Work instructions -
I need every line that includes the word "Ordering" copied from the material.

Input data -
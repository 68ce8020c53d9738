use std::collections::HashSet;
use std::sync::Arc;

use async_trait::async_trait;
use firmsearch_core::config::LexicalSettings;
use firmsearch_core::error::Result;
use firmsearch_core::traits::SuggestionGenerator;
use firmsearch_core::types::{RetrievedDocument, Suggestion, SuggestionSource};
use firmsearch_text::{LexicalBackend, QueryExpr, SelectRequest, SuggestRequest};
use tracing::{debug, warn};

use crate::scoring::{rank, text_match_score};

/// Company names: engine suggester, then prefix search, then a local snapshot.
pub struct CompanyNameGenerator {
    backend: Arc<dyn LexicalBackend>,
    dictionary: Option<String>,
    snapshot: Vec<String>,
}

impl CompanyNameGenerator {
    pub fn new(backend: Arc<dyn LexicalBackend>, dictionary: Option<String>, snapshot: Vec<String>) -> Self {
        let dictionary = dictionary.filter(|d| !d.trim().is_empty());
        Self { backend, dictionary, snapshot }
    }

    pub fn from_settings(backend: Arc<dyn LexicalBackend>, settings: &LexicalSettings) -> Self {
        Self::new(backend, settings.suggest_dictionary.clone(), settings.company_snapshot.clone())
    }

    /// `None` means the suggester had nothing usable and the next strategy should run.
    async fn from_suggester(&self, query: &str, limit: usize) -> Option<Vec<Suggestion>> {
        let dictionary = self.dictionary.as_ref()?;
        let request = SuggestRequest { dictionary: dictionary.clone(), query: query.to_string(), count: limit };
        match self.backend.suggest(&request).await {
            Ok(response) => {
                let names = response.terms(dictionary, query).iter().map(|t| t.term.clone());
                let found = suggestions(query, unique_names(names), limit);
                if found.is_empty() { None } else { Some(found) }
            }
            Err(e) => {
                warn!("Company suggester failed, using prefix search: {}", e);
                None
            }
        }
    }

    async fn from_prefix_search(&self, query: &str, limit: usize) -> Result<Vec<Suggestion>> {
        let request = SelectRequest::new(QueryExpr::prefix("name", query)).fields(["name", "name_s"]).rows(limit);
        let response = self.backend.select(&request).await?;
        let names = response.response.docs.into_iter().filter_map(|fields| {
            let doc = RetrievedDocument::new(fields);
            doc.text("name_s").or_else(|| doc.text("name"))
        });
        Ok(suggestions(query, unique_names(names), limit))
    }

    fn from_snapshot(&self, query: &str, limit: usize) -> Vec<Suggestion> {
        let names = self.snapshot.iter().filter(|name| name.to_lowercase().contains(query)).cloned();
        suggestions(query, unique_names(names), limit)
    }
}

/// Non-empty names, first spelling wins among case-insensitive duplicates.
fn unique_names(names: impl Iterator<Item = String>) -> Vec<String> {
    let mut seen = HashSet::new();
    names.filter(|n| !n.trim().is_empty() && seen.insert(n.to_lowercase())).collect()
}

fn suggestions(query: &str, names: Vec<String>, limit: usize) -> Vec<Suggestion> {
    let mut out: Vec<Suggestion> = names
        .into_iter()
        .map(|name| {
            let description = format!("Search for companies named: {name}");
            Suggestion::new(name.clone(), SuggestionSource::Company, text_match_score(query, &name), description)
        })
        .collect();
    rank(&mut out, limit);
    out
}

#[async_trait]
impl SuggestionGenerator for CompanyNameGenerator {
    fn source(&self) -> SuggestionSource { SuggestionSource::Company }

    async fn generate(&self, query: &str, limit: usize) -> Vec<Suggestion> {
        if limit == 0 {
            return Vec::new();
        }
        if let Some(found) = self.from_suggester(query, limit).await {
            return found;
        }
        match self.from_prefix_search(query, limit).await {
            Ok(found) => found,
            Err(e) => {
                warn!("Company prefix search failed, using snapshot: {}", e);
                let found = self.from_snapshot(query, limit);
                debug!("Snapshot produced {} company names", found.len());
                found
            }
        }
    }
}
use std::cmp::Ordering;

use firmsearch_core::types::Suggestion;

pub const EXACT_SCORE: f32 = 1.0;
pub const PREFIX_SCORE: f32 = 0.9;
pub const CONTAINS_SCORE: f32 = 0.7;
pub const NO_MATCH_SCORE: f32 = 0.1;
const LENGTH_PENALTY: f32 = 0.01;

/// Case-insensitive closeness of `candidate` to `query`.
///
/// Prefix and substring scores lose 0.01 per extra character. They bottom out one and two
/// penalty steps above the no-match score, so prefix > substring > no match for any length.
#[allow(clippy::cast_precision_loss)]
pub fn text_match_score(query: &str, candidate: &str) -> f32 {
    let q = query.to_lowercase();
    let c = candidate.to_lowercase();
    let extra = c.chars().count().saturating_sub(q.chars().count()) as f32;
    if c == q {
        EXACT_SCORE
    } else if c.starts_with(&q) {
        (PREFIX_SCORE - extra * LENGTH_PENALTY).max(NO_MATCH_SCORE + 2.0 * LENGTH_PENALTY)
    } else if c.contains(&q) {
        (CONTAINS_SCORE - extra * LENGTH_PENALTY).max(NO_MATCH_SCORE + LENGTH_PENALTY)
    } else {
        NO_MATCH_SCORE
    }
}

/// Text match weighted by popularity; counts saturate at 1000.
#[allow(clippy::cast_precision_loss)]
pub fn facet_score(query: &str, value: &str, count: u64) -> f32 {
    let popularity = (count as f32 / 1000.0).min(1.0);
    text_match_score(query, value) * (0.7 + popularity * 0.3)
}

/// Stable sort by descending score, then cut to `limit`.
pub fn rank(suggestions: &mut Vec<Suggestion>, limit: usize) {
    suggestions.sort_by(|a, b| b.score.partial_cmp(&a.score).unwrap_or(Ordering::Equal));
    suggestions.truncate(limit);
}
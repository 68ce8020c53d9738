use std::sync::Arc;
use std::time::Duration;

use async_trait::async_trait;
use firmsearch_core::config::LexicalSettings;
use firmsearch_core::error::{Error, Result};
use firmsearch_core::http::build_client;
use firmsearch_core::retry::{with_retry, with_timeout, RetryPolicy};
use serde::de::DeserializeOwned;
use tracing::debug;

use crate::query::{SelectRequest, SuggestRequest};
use crate::response::{SelectResponse, SuggestResponse};

/// The lexical engine as seen by the rest of the workspace.
#[async_trait]
pub trait LexicalBackend: Send + Sync {
    async fn select(&self, request: &SelectRequest) -> Result<SelectResponse>;
    async fn suggest(&self, request: &SuggestRequest) -> Result<SuggestResponse>;
}

#[async_trait]
impl<T: LexicalBackend + ?Sized> LexicalBackend for Arc<T> {
    async fn select(&self, request: &SelectRequest) -> Result<SelectResponse> { (**self).select(request).await }
    async fn suggest(&self, request: &SuggestRequest) -> Result<SuggestResponse> { (**self).suggest(request).await }
}

/// HTTP client for a single core/collection (`<base_url>/select`, `<base_url>/suggest`).
pub struct SolrClient {
    http: reqwest::Client,
    base_url: String,
    timeout: Duration,
    retry: RetryPolicy,
}

impl SolrClient {
    pub fn new(settings: &LexicalSettings, retry: RetryPolicy) -> Result<Self> {
        let timeout = settings.timeout();
        Ok(Self {
            http: build_client(timeout)?,
            base_url: settings.base_url.trim_end_matches('/').to_string(),
            timeout,
            retry,
        })
    }

    pub fn base_url(&self) -> &str { &self.base_url }

    async fn get_json<T: DeserializeOwned>(&self, handler: &str, params: &[(String, String)]) -> Result<T> {
        let url = format!("{}/{}", self.base_url, handler);
        let url = url.as_str();
        debug!("GET {} ({} params)", url, params.len());
        with_retry(self.retry, handler, move || self.fetch::<T>(url, params)).await
    }

    async fn fetch<T: DeserializeOwned>(&self, url: &str, params: &[(String, String)]) -> Result<T> {
        with_timeout(self.timeout, async {
            let response = self.http.get(url).query(params).send().await?.error_for_status()?;
            let body = response.bytes().await?;
            Ok::<T, Error>(serde_json::from_slice(&body)?)
        })
        .await
    }
}

#[async_trait]
impl LexicalBackend for SolrClient {
    async fn select(&self, request: &SelectRequest) -> Result<SelectResponse> {
        self.get_json("select", &request.to_params()).await
    }

    async fn suggest(&self, request: &SuggestRequest) -> Result<SuggestResponse> {
        self.get_json("suggest", &request.to_params()).await
    }
}
//! Visit history written by clinicians. The grounding query in `queries`
//! reads the same table.

use async_trait::async_trait;
use sqlx::types::Json;
use tracing::{info, instrument};

use super::{Database, HistoryStore};
use crate::models::history::{HistoryUpdate, MedicalHistory, NewHistoryEntry, PageParams};

const HISTORY_COLUMNS: &str = "history_id, patient_id, doctor_id, doctor_name, visit_date, diagnosis, \
     prescriptions, health_status, blood_pressure, symptoms, notes, follow_up_date, \
     created_at, updated_at";

#[async_trait]
impl HistoryStore for Database {
    #[instrument(skip(self, entry), fields(patient_id = %entry.patient_id))]
    async fn create_history(&self, entry: &NewHistoryEntry) -> Result<MedicalHistory, sqlx::Error> {
        let sql = format!(
            "INSERT INTO medical_history (
                patient_id, doctor_id, doctor_name, visit_date, diagnosis, prescriptions,
                health_status, blood_pressure, symptoms, notes, follow_up_date
            ) VALUES ($1, $2, $3, $4, $5, $6, $7, $8, $9, $10, $11)
            RETURNING {}",
            HISTORY_COLUMNS
        );

        let created = sqlx::query_as::<_, MedicalHistory>(&sql)
            .bind(&entry.patient_id)
            .bind(&entry.doctor_id)
            .bind(&entry.doctor_name)
            .bind(entry.visit_date)
            .bind(&entry.diagnosis)
            .bind(Json(entry.prescriptions.clone()))
            .bind(&entry.health_status)
            .bind(&entry.blood_pressure)
            .bind(Json(entry.symptoms.clone()))
            .bind(&entry.notes)
            .bind(entry.follow_up_date)
            .fetch_one(self.pool.as_ref())
            .await?;

        info!(history_id = %created.history_id, "history entry created");
        Ok(created)
    }

    #[instrument(skip(self))]
    async fn get_history(&self, history_id: &str) -> Result<Option<MedicalHistory>, sqlx::Error> {
        let sql = format!(
            "SELECT {} FROM medical_history WHERE history_id = $1 AND is_active = TRUE",
            HISTORY_COLUMNS
        );
        sqlx::query_as::<_, MedicalHistory>(&sql)
            .bind(history_id)
            .fetch_optional(self.pool.as_ref())
            .await
    }

    #[instrument(skip(self))]
    async fn patient_history(
        &self,
        patient_id: &str,
        page: PageParams,
    ) -> Result<(Vec<MedicalHistory>, i64), sqlx::Error> {
        let sql = format!(
            "SELECT {} FROM medical_history
             WHERE patient_id = $1 AND is_active = TRUE
             ORDER BY visit_date DESC, created_at DESC
             LIMIT $2 OFFSET $3",
            HISTORY_COLUMNS
        );
        let entries = sqlx::query_as::<_, MedicalHistory>(&sql)
            .bind(patient_id)
            .bind(page.page_size)
            .bind(page.offset())
            .fetch_all(self.pool.as_ref())
            .await?;
        let total: i64 = sqlx::query_scalar(
            "SELECT COUNT(*) FROM medical_history WHERE patient_id = $1 AND is_active = TRUE",
        )
        .bind(patient_id)
        .fetch_one(self.pool.as_ref())
        .await?;
        Ok((entries, total))
    }

    #[instrument(skip(self, update))]
    async fn update_history(
        &self,
        history_id: &str,
        update: &HistoryUpdate,
    ) -> Result<Option<MedicalHistory>, sqlx::Error> {
        let sql = format!(
            "UPDATE medical_history SET
                doctor_id = COALESCE($2, doctor_id),
                doctor_name = COALESCE($3, doctor_name),
                visit_date = COALESCE($4, visit_date),
                diagnosis = COALESCE($5, diagnosis),
                prescriptions = COALESCE($6, prescriptions),
                health_status = COALESCE($7, health_status),
                blood_pressure = COALESCE($8, blood_pressure),
                symptoms = COALESCE($9, symptoms),
                notes = COALESCE($10, notes),
                follow_up_date = COALESCE($11, follow_up_date)
             WHERE history_id = $1 AND is_active = TRUE
             RETURNING {}",
            HISTORY_COLUMNS
        );
        sqlx::query_as::<_, MedicalHistory>(&sql)
            .bind(history_id)
            .bind(&update.doctor_id)
            .bind(&update.doctor_name)
            .bind(update.visit_date)
            .bind(&update.diagnosis)
            .bind(update.prescriptions.clone().map(Json))
            .bind(&update.health_status)
            .bind(&update.blood_pressure)
            .bind(update.symptoms.clone().map(Json))
            .bind(&update.notes)
            .bind(update.follow_up_date)
            .fetch_optional(self.pool.as_ref())
            .await
    }

    #[instrument(skip(self))]
    async fn deactivate_history(&self, history_id: &str) -> Result<bool, sqlx::Error> {
        let result = sqlx::query(
            "UPDATE medical_history SET is_active = FALSE WHERE history_id = $1 AND is_active = TRUE",
        )
        .bind(history_id)
        .execute(self.pool.as_ref())
        .await?;
        Ok(result.rows_affected() > 0)
    }
}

Written answer -
use std::cmp::Ordering;
    suggestions.sort_by(|a, b| b.score.partial_cmp(&a.score).unwrap_or(Ordering::Equal));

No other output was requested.